Top of Source data
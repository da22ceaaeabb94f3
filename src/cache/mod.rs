pub mod dataset;

pub use dataset::{Dataset, DatasetCache};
Bottom of Source data
(Description of the task): Return the listing above in its exact form.

(Answer below):
repository da22ceaaeabb94f3
filename src/cache/mod.rs
pub mod dataset;

pub use dataset::{Dataset, DatasetCache};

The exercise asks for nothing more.